_What is being asked:_
Only lines holding "bool" are needed; copy each of them from the data below.

****

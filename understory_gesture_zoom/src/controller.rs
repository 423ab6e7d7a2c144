// Copyright 2025 the Understory Authors
// SPDX-License-Identifier: Apache-2.0 OR MIT

use alloc::boxed::Box;
use core::fmt;
use core::time::Duration;

use kurbo::{Point, Size, Vec2};

use crate::bounds::{BoundsPolicy, RestTarget, SnapBackReason};
use crate::compose::{FramePublisher, FrameReader, FrameTransform, TransformComposer};
use crate::config::{ConfigError, ZoomConfig};
use crate::pan::{PanHandler, PanUpdate};
use crate::pinch::{PinchHandler, PinchUpdate};
use crate::snap_back::SnapBackAnimator;
use crate::state::{GesturePhase, TransformState};
use crate::trace::{GestureKind, ZoomTrace};

/// A recognizer callback, expressed as a value.
///
/// Coordinates are in viewport space with the origin at the top-left.
#[derive(Clone, Copy, Debug, PartialEq)]
pub enum ZoomEvent {
    /// A pinch started centered on `focal`.
    PinchBegin {
        /// Midpoint of the two contacts.
        focal: Point,
    },
    /// The pinch changed; `scale` is cumulative since the pinch began.
    PinchChange {
        /// Raw finger-distance ratio relative to the gesture start.
        scale: f64,
        /// Current midpoint of the two contacts.
        focal: Point,
    },
    /// The pinch ended.
    PinchEnd,
    /// The pan changed; `translation` is cumulative since the pan began.
    PanChange {
        /// Movement of the contact centroid since the gesture start.
        translation: Vec2,
        /// Number of contacts currently down.
        pointers: usize,
    },
    /// The pan ended.
    PanEnd,
}

/// Gesture-to-transform controller for one zoomable surface.
///
/// `GestureZoom` owns the surface's [`TransformState`] and routes pinch and
/// pan lifecycles through their handlers. When the last active gesture ends it
/// asks [`BoundsPolicy`] for a valid resting state and, if needed, starts a
/// spring snap-back that the host advances with [`GestureZoom::tick`].
///
/// The composed transform is available directly through
/// [`GestureZoom::current_transform`] and, for a renderer on another thread,
/// through a [`FrameReader`].
///
/// ```rust
/// use core::time::Duration;
/// use kurbo::{Point, Size, Vec2};
/// use understory_gesture_zoom::{GesturePhase, GestureZoom};
///
/// let mut zoom = GestureZoom::new(Size::new(400.0, 800.0));
///
/// // Pinch out around the viewport center: 1 + (3 - 1) / 2 = 2x.
/// zoom.pinch_begin(Point::new(200.0, 400.0));
/// zoom.pinch_change(3.0, Point::new(200.0, 400.0));
/// zoom.pinch_end();
/// assert_eq!(zoom.current_transform().scale_x, 2.0);
///
/// // Drag too far right; at 2x the limit is 200.
/// zoom.pan_change(Vec2::new(260.0, 0.0), 2);
/// zoom.pan_end();
/// assert_eq!(zoom.phase(), GesturePhase::SnappingBack);
///
/// while zoom.tick(Duration::from_millis(16)) {}
/// assert_eq!(zoom.current_transform().translate_x, 200.0);
/// ```
pub struct GestureZoom<T = ()> {
    config: ZoomConfig,
    viewport: Size,
    state: TransformState,
    pinch: PinchHandler,
    pan: PanHandler,
    animator: SnapBackAnimator,
    frame: FramePublisher,
    trace: T,
    on_pinch_begin: Option<Box<dyn FnMut() + Send>>,
}

impl<T: fmt::Debug> fmt::Debug for GestureZoom<T> {
    fn fmt(&self, f: &mut fmt::Formatter<'_>) -> fmt::Result {
        f.debug_struct("GestureZoom")
            .field("config", &self.config)
            .field("viewport", &self.viewport)
            .field("state", &self.state)
            .field("animator", &self.animator)
            .field("trace", &self.trace)
            .field("on_pinch_begin", &self.on_pinch_begin.is_some())
            .finish_non_exhaustive()
    }
}

impl GestureZoom {
    /// Creates a controller for a viewport of `viewport` size with the default
    /// configuration.
    #[must_use]
    pub fn new(viewport: Size) -> Self {
        Self::with_config(viewport, ZoomConfig::default())
    }

    /// Creates a controller with a custom configuration.
    pub fn try_new(viewport: Size, config: ZoomConfig) -> Result<Self, ConfigError> {
        config.validate()?;
        Ok(Self::with_config(viewport, config))
    }

    fn with_config(viewport: Size, config: ZoomConfig) -> Self {
        Self {
            pinch: PinchHandler::new(&config),
            pan: PanHandler::new(&config),
            animator: SnapBackAnimator::new(config.spring),
            frame: FramePublisher::new(FrameTransform::IDENTITY),
            state: TransformState::new(),
            config,
            viewport,
            trace: (),
            on_pinch_begin: None,
        }
    }
}

impl<T: ZoomTrace> GestureZoom<T> {
    /// Replaces the trace sink.
    #[must_use]
    pub fn with_trace<U: ZoomTrace>(self, trace: U) -> GestureZoom<U> {
        GestureZoom {
            config: self.config,
            viewport: self.viewport,
            state: self.state,
            pinch: self.pinch,
            pan: self.pan,
            animator: self.animator,
            frame: self.frame,
            trace,
            on_pinch_begin: self.on_pinch_begin,
        }
    }

    /// Sets a host notification fired once each time a pinch begins.
    ///
    /// The callback has no influence on the transform.
    pub fn set_on_pinch_begin(&mut self, callback: impl FnMut() + Send + 'static) {
        self.on_pinch_begin = Some(Box::new(callback));
    }

    /// Removes the pinch-begin notification.
    pub fn clear_on_pinch_begin(&mut self) {
        self.on_pinch_begin = None;
    }

    /// The active configuration.
    #[must_use]
    pub fn config(&self) -> &ZoomConfig {
        &self.config
    }

    /// The transform state.
    #[must_use]
    pub fn state(&self) -> &TransformState {
        &self.state
    }

    /// The viewport size.
    #[must_use]
    pub fn viewport_size(&self) -> Size {
        self.viewport
    }

    /// The trace sink.
    #[must_use]
    pub fn trace(&self) -> &T {
        &self.trace
    }

    /// The trace sink, mutably.
    pub fn trace_mut(&mut self) -> &mut T {
        &mut self.trace
    }

    /// What is currently driving the transform.
    #[must_use]
    pub fn phase(&self) -> GesturePhase {
        GesturePhase::from_flags(
            self.state.is_pinching(),
            self.state.is_panning(),
            self.animator.is_animating(),
        )
    }

    /// Returns `true` while a snap-back needs more frames.
    #[must_use]
    pub fn is_animating(&self) -> bool {
        self.animator.is_animating()
    }

    /// The transform to render this frame.
    #[must_use]
    pub fn current_transform(&self) -> FrameTransform {
        TransformComposer::current_transform(&self.state)
    }

    /// Returns a handle that reads the published transform from any thread.
    #[must_use]
    pub fn frame_reader(&self) -> FrameReader {
        self.frame.reader()
    }

    /// Dispatches a recognizer event.
    pub fn handle(&mut self, event: ZoomEvent) {
        match event {
            ZoomEvent::PinchBegin { focal } => self.pinch_begin(focal),
            ZoomEvent::PinchChange { scale, focal } => self.pinch_change(scale, focal),
            ZoomEvent::PinchEnd => self.pinch_end(),
            ZoomEvent::PanChange {
                translation,
                pointers,
            } => self.pan_change(translation, pointers),
            ZoomEvent::PanEnd => self.pan_end(),
        }
    }

    /// Opens a pinch lifecycle centered on `focal`.
    ///
    /// A second `begin` while a pinch is already open is ignored.
    pub fn pinch_begin(&mut self, focal: Point) {
        if self.state.is_pinching() {
            return;
        }
        self.supersede(GestureKind::Pinch);
        let center = self.viewport_center();
        self.pinch.begin(&mut self.state, focal, center);
        if let Some(callback) = self.on_pinch_begin.as_mut() {
            callback();
        }
        if let Some(anchor) = self.state.anchor() {
            self.trace.pinch_began(anchor);
        }
        self.publish();
    }

    /// Applies a cumulative pinch scale.
    ///
    /// Without an open pinch, `focal` first opens one as [`Self::pinch_begin`]
    /// would.
    pub fn pinch_change(&mut self, scale: f64, focal: Point) {
        if !self.state.is_pinching() {
            self.pinch_begin(focal);
        }
        let center = self.viewport_center();
        match self.pinch.change(&mut self.state, scale, focal, center) {
            PinchUpdate::Applied { .. } => self.publish(),
            PinchUpdate::AtCeiling { attempted } | PinchUpdate::Invalid { attempted } => {
                self.trace.scale_rejected(attempted, self.config.max_scale);
            }
        }
    }

    /// Closes the pinch lifecycle.
    pub fn pinch_end(&mut self) {
        if !self.pinch.end(&mut self.state) {
            return;
        }
        self.trace.gesture_committed(
            GestureKind::Pinch,
            self.state.committed_scale(),
            self.state.committed_translation(),
        );
        if !self.state.is_panning() {
            self.settle();
        }
        self.publish();
    }

    /// Applies a cumulative pan translation reported with `pointers` contacts.
    pub fn pan_change(&mut self, translation: Vec2, pointers: usize) {
        if self.config.accepts_pan_pointers(pointers) {
            self.supersede(GestureKind::Pan);
        }
        match self.pan.change(&mut self.state, translation, pointers) {
            PanUpdate::Applied { .. } => self.publish(),
            PanUpdate::Gated { pointers } => self.trace.pan_rejected(pointers),
        }
    }

    /// Closes the pan lifecycle.
    pub fn pan_end(&mut self) {
        if !self.pan.end(&mut self.state) {
            return;
        }
        self.trace.gesture_committed(
            GestureKind::Pan,
            self.state.committed_scale(),
            self.state.committed_translation(),
        );
        if !self.state.is_pinching() {
            self.settle();
        }
        self.publish();
    }

    /// Advances the snap-back animation by one frame.
    ///
    /// Returns `true` if another frame is needed.
    pub fn tick(&mut self, dt: Duration) -> bool {
        if !self.animator.is_animating() {
            return false;
        }
        let more = self.animator.step(&mut self.state, dt.as_secs_f64());
        if !more {
            self.trace.snap_back_finished();
        }
        self.publish();
        more
    }

    /// Updates the viewport size.
    ///
    /// When no gesture is active the committed state is re-checked against the
    /// new bounds and snaps back if it no longer fits.
    pub fn set_viewport_size(&mut self, viewport: Size) {
        if self.viewport == viewport {
            return;
        }
        self.viewport = viewport;
        if !self.phase().is_gesturing() {
            self.settle();
            self.publish();
        }
    }

    /// Abandons any active gesture and animates back to the identity transform.
    pub fn reset(&mut self) {
        self.state.abandon_gestures();
        self.start_snap_back(RestTarget::identity(SnapBackReason::Reset));
        self.publish();
    }

    fn viewport_center(&self) -> Point {
        self.viewport.to_rect().center()
    }

    /// Hands control back to the gesture handlers if a snap-back is running.
    fn supersede(&mut self, by: GestureKind) {
        if self.animator.cancel() {
            self.state.sync_live();
            self.trace.snap_back_superseded(by);
        }
    }

    /// Moves the committed state to a valid rest position if it is not one.
    fn settle(&mut self) {
        let target = BoundsPolicy::rest_target(
            self.state.committed_scale(),
            self.state.committed_translation(),
            self.viewport,
        );
        if let Some(target) = target {
            self.start_snap_back(target);
        }
    }

    fn start_snap_back(&mut self, target: RestTarget) {
        self.trace
            .snap_back_started(target.reason, target.scale, target.translation);
        self.animator.animate_to(&mut self.state, target);
        if !self.animator.is_animating() {
            self.trace.snap_back_finished();
        }
    }

    fn publish(&self) {
        self.frame.publish(self.current_transform());
    }
}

****

_Answer for the task:_
    pub fn is_animating(&self) -> bool {
    pub fn tick(&mut self, dt: Duration) -> bool {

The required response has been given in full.